On the night of the pageant telecast, Umemoto finished second runner-up, behind first runner-up Nicole Rash of Indiana and Miss America 2008 Kirsten Haglund of Michigan. Umemoto's finish was tied for the highest ever by a Miss Washington delegate. For her efforts, she earned a US$20,000 scholarship, plus an additional US$10,000 for placing in the Top Three of the pre-pageant reality show Miss America: Reality Check.

==Personal life==
In the Spring 2008, Umemoto revealed that she had been the victim of domestic violence. Her boyfriend had violently assaulted her at her home in Tacoma, shortly after the Miss America pageant took place. She immediately reported the incident to Pierce County Sheriff's Department, and the now ex-boyfriend went on to plead guilty to a domestic violence charge. He was sentenced to community service.
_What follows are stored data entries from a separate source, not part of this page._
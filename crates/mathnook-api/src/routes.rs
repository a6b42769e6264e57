use axum::{
    Extension, Json, Router,
    extract::{Query, State},
    http::{HeaderMap, StatusCode},
    middleware,
    response::IntoResponse,
    routing::{get, post},
};
use serde::Deserialize;

use mathnook_types::api::{ChatRequest, LoginRequest, LogoutRequest, ProxyRequest};

use crate::error::{INVALID_SESSION, SecretError};
use crate::middleware::{Caller, identify_caller};
use crate::secret::AppState;

/// Header carrying the secret session token on GET routes.
pub const SESSION_HEADER: &str = "x-secret-session";

/// All secret-panel routes, with caller identification applied.
pub fn router(state: AppState) -> Router {
    Router::new()
        .route("/secret/login", post(login))
        .route("/secret/logout", post(logout))
        .route("/secret/chat", post(chat))
        .route("/secret/proxy", post(proxy))
        .route("/secret/history", get(history))
        .layer(middleware::from_fn_with_state(state.clone(), identify_caller))
        .with_state(state)
}

pub async fn login(
    State(state): State<AppState>,
    Extension(caller): Extension<Caller>,
    Json(req): Json<LoginRequest>,
) -> Result<impl IntoResponse, SecretError> {
    let res = state.login(req, caller.claims()).await?;
    Ok(Json(res))
}

pub async fn logout(
    State(state): State<AppState>,
    Json(req): Json<LogoutRequest>,
) -> Result<impl IntoResponse, SecretError> {
    state.logout(&req.session_token).await?;
    Ok(StatusCode::NO_CONTENT)
}

pub async fn chat(
    State(state): State<AppState>,
    Extension(caller): Extension<Caller>,
    Json(req): Json<ChatRequest>,
) -> Result<impl IntoResponse, SecretError> {
    let res = state.chat(req, caller.claims()).await?;
    Ok(Json(res))
}

pub async fn proxy(
    State(state): State<AppState>,
    Json(req): Json<ProxyRequest>,
) -> Result<impl IntoResponse, SecretError> {
    let res = state.proxy(req).await?;
    Ok(Json(res))
}

#[derive(Debug, Deserialize)]
pub struct HistoryQuery {
    pub limit: Option<u32>,
}

pub async fn history(
    State(state): State<AppState>,
    Extension(caller): Extension<Caller>,
    Query(query): Query<HistoryQuery>,
    headers: HeaderMap,
) -> Result<impl IntoResponse, SecretError> {
    let token = headers
        .get(SESSION_HEADER)
        .and_then(|v| v.to_str().ok())
        .ok_or(SecretError::Unauthorized(INVALID_SESSION))?;

    let messages = state.history(token, caller.claims(), query.limit).await?;
    Ok(Json(messages))
}

#[cfg(test)]
mod tests {
    use super::*;
    use std::sync::Arc;
    use std::time::Duration;

    use axum::body::Body;
    use axum::http::{Request, header};
    use http_body_util::BodyExt;
    use serde_json::{Value, json};
    use tower::ServiceExt;
    use uuid::Uuid;

    use mathnook_db::Database;

    use crate::chat_log::ChatLog;
    use crate::config::SecretConfig;
    use crate::middleware::create_caller_token;
    use crate::secret::SecretService;

    fn app() -> Router {
        let config = SecretConfig::default();
        let db = Arc::new(Database::open_in_memory().unwrap());
        let (chat_log, _writer) = ChatLog::spawn(db.clone(), 16);
        let service = SecretService::new(&config, db, chat_log).unwrap();
        router(Arc::new(service))
    }

    fn post_json(uri: &str, body: Value) -> Request<Body> {
        Request::post(uri)
            .header(header::CONTENT_TYPE, "application/json")
            .body(Body::from(body.to_string()))
            .unwrap()
    }

    async fn send(app: &Router, req: Request<Body>) -> (StatusCode, Value) {
        let res = app.clone().oneshot(req).await.unwrap();
        let status = res.status();
        let bytes = res.into_body().collect().await.unwrap().to_bytes();
        let body = if bytes.is_empty() {
            Value::Null
        } else {
            serde_json::from_slice(&bytes).unwrap()
        };
        (status, body)
    }

    async fn login(app: &Router) -> String {
        let (status, body) = send(
            app,
            post_json("/secret/login", json!({"username": "admin", "password": "secret123"})),
        )
        .await;
        assert_eq!(status, StatusCode::OK);
        body["sessionToken"].as_str().unwrap().to_string()
    }

    #[tokio::test]
    async fn login_rejects_bad_credentials_with_error_body() {
        let app = app();
        let (status, body) = send(
            &app,
            post_json("/secret/login", json!({"username": "wrong", "password": "wrong"})),
        )
        .await;

        assert_eq!(status, StatusCode::UNAUTHORIZED);
        assert_eq!(body["error"]["code"], "UNAUTHORIZED");
        assert_eq!(body["error"]["message"], "Invalid credentials");
    }

    #[tokio::test]
    async fn login_returns_contract_fields() {
        let app = app();
        let (status, body) = send(
            &app,
            post_json("/secret/login", json!({"username": "admin", "password": "secret123"})),
        )
        .await;

        assert_eq!(status, StatusCode::OK);
        assert_eq!(body["sessionToken"].as_str().unwrap().len(), 64);
        let expires: chrono::DateTime<chrono::Utc> =
            serde_json::from_value(body["expiresAt"].clone()).unwrap();
        assert!(expires > chrono::Utc::now());
    }

    #[tokio::test]
    async fn chat_roundtrip_over_http() {
        let app = app();
        let token = login(&app).await;

        let (status, body) = send(
            &app,
            post_json("/secret/chat", json!({"message": "What is 2+2?", "sessionToken": token})),
        )
        .await;
        assert_eq!(status, StatusCode::OK);
        assert!(body["response"].as_str().unwrap().contains("2 + 2"));

        let (status, body) = send(
            &app,
            post_json("/secret/chat", json!({"message": "Hello", "sessionToken": "invalid-token"})),
        )
        .await;
        assert_eq!(status, StatusCode::UNAUTHORIZED);
        assert_eq!(body["error"]["message"], "Invalid or expired secret session");
    }

    #[tokio::test]
    async fn proxy_status_codes() {
        let app = app();
        let (status, _) = send(
            &app,
            post_json("/secret/proxy", json!({"url": "https://example.com", "sessionToken": "invalid-token"})),
        )
        .await;
        assert_eq!(status, StatusCode::UNAUTHORIZED);

        let token = login(&app).await;
        let (status, body) = send(
            &app,
            post_json("/secret/proxy", json!({"url": "not-a-valid-url", "sessionToken": token})),
        )
        .await;
        assert_eq!(status, StatusCode::BAD_REQUEST);
        assert_eq!(body["error"]["code"], "BAD_REQUEST");
    }

    #[tokio::test]
    async fn logout_then_token_is_dead() {
        let app = app();
        let token = login(&app).await;

        let (status, _) = send(&app, post_json("/secret/logout", json!({"sessionToken": token}))).await;
        assert_eq!(status, StatusCode::NO_CONTENT);

        let (status, _) = send(
            &app,
            post_json("/secret/chat", json!({"message": "2+2", "sessionToken": token})),
        )
        .await;
        assert_eq!(status, StatusCode::UNAUTHORIZED);
    }

    #[tokio::test]
    async fn history_follows_caller_identity() {
        let app = app();
        let token = login(&app).await;
        let caller_jwt = create_caller_token(
            "dev-secret-change-me",
            Uuid::new_v4(),
            "student",
            chrono::Duration::hours(1),
        )
        .unwrap();

        let mut chat = post_json(
            "/secret/chat",
            json!({"message": "derivative of x^2", "sessionToken": token}),
        );
        chat.headers_mut().insert(
            header::AUTHORIZATION,
            format!("Bearer {}", caller_jwt).parse().unwrap(),
        );
        let (status, _) = send(&app, chat).await;
        assert_eq!(status, StatusCode::OK);

        let history_req = || {
            Request::get("/secret/history?limit=10")
                .header(SESSION_HEADER, token.as_str())
                .header(header::AUTHORIZATION, format!("Bearer {}", caller_jwt))
                .body(Body::empty())
                .unwrap()
        };

        // The chat log is written off the request path.
        let mut entries = Vec::new();
        for _ in 0..50 {
            let (status, body) = send(&app, history_req()).await;
            assert_eq!(status, StatusCode::OK);
            entries = body.as_array().cloned().unwrap_or_default();
            if entries.len() == 2 {
                break;
            }
            tokio::time::sleep(Duration::from_millis(20)).await;
        }

        assert_eq!(entries.len(), 2);
        assert_eq!(entries[0]["role"], "user");
        assert_eq!(entries[0]["content"], "derivative of x^2");
        assert_eq!(entries[1]["role"], "assistant");

        let anonymous = Request::get("/secret/history")
            .header(SESSION_HEADER, token.as_str())
            .body(Body::empty())
            .unwrap();
        let (status, body) = send(&app, anonymous).await;
        assert_eq!(status, StatusCode::UNAUTHORIZED);
        assert_eq!(body["error"]["message"], "Caller identity required");
    }

    #[tokio::test]
    async fn invalid_caller_jwt_does_not_block_login() {
        let app = app();
        let mut req = post_json("/secret/login", json!({"username": "admin", "password": "secret123"}));
        req.headers_mut()
            .insert(header::AUTHORIZATION, "Bearer not-a-jwt".parse().unwrap());

        let (status, _) = send(&app, req).await;
        assert_eq!(status, StatusCode::OK);
    }
}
The week before she was to crown her successor as Miss Washington, Umemoto held a press conference to address a controversy over suggestive photos of her that had been leaked and published by TMZ. At the press gathering, she apologized for photos in which she was seen playing a college drinking games and making suggestive hand gestures while wearing her pageant crown. She stated that those photos were taken in private and had been stolen from her in violation of her trust. Ultimately, pageant officials decided not to discipline her for the photos.

==Career==
Following her stint as Miss Washington, Umemoto moved to Las Vegas, Nevada, where she starting working as the manager of a dance team.

==Survivor==

In 2011, Umemoto was one of 18 people selected for the cast of Survivor: South Pacific, the series' 23rd season overall. At the start of the game, she was placed on the Savaii tribe, the most notable member of which was Ozzy Lusth, a two-time returning player and one of two returnees that season (the other being Benjamin "Coach" Wade of the opposing tribe, Upolu). Umemoto would later form a tight bond with Lusth, becoming part of his alliance along with Jim Rice, Keith Tollefson, and Whitney Duncan. By Episode Four, however, Rice became leery of Umemoto and Lusth's relationship, and along with John Cochran, hatched a plan to eliminate her. But Savaii would go on to win the next immunity challenge on Day 11, meaning that she would remain safe that night. On Day 14, though, Savaii lost the immunity challenge, and both Rice and Cochran convinced Dawn Meehan to join them in blindsiding Umemoto.

At that night's Tribal Council, Umemoto was indeed voted out, but not immediately eliminated. As this was a Redemption Island season, she was sent to Redemption Island to join Christine Shields-Markoski, who had been voted out nine days earlier and had won the first three elimination duels of the season. For the next such duel, Umemoto and Shields-Markoski battled each other in a shuffleboard-style game. Each combatant started out with four pucks of her own on the board, and the object was to slide neutral pucks to the other side in an attempt to become the first to knock all of the opponent's pucks off the board. Shields-Markoski won the duel, her fourth in a row, and Umemoto became the fourth person eliminated from the game, finishing 15th place overall.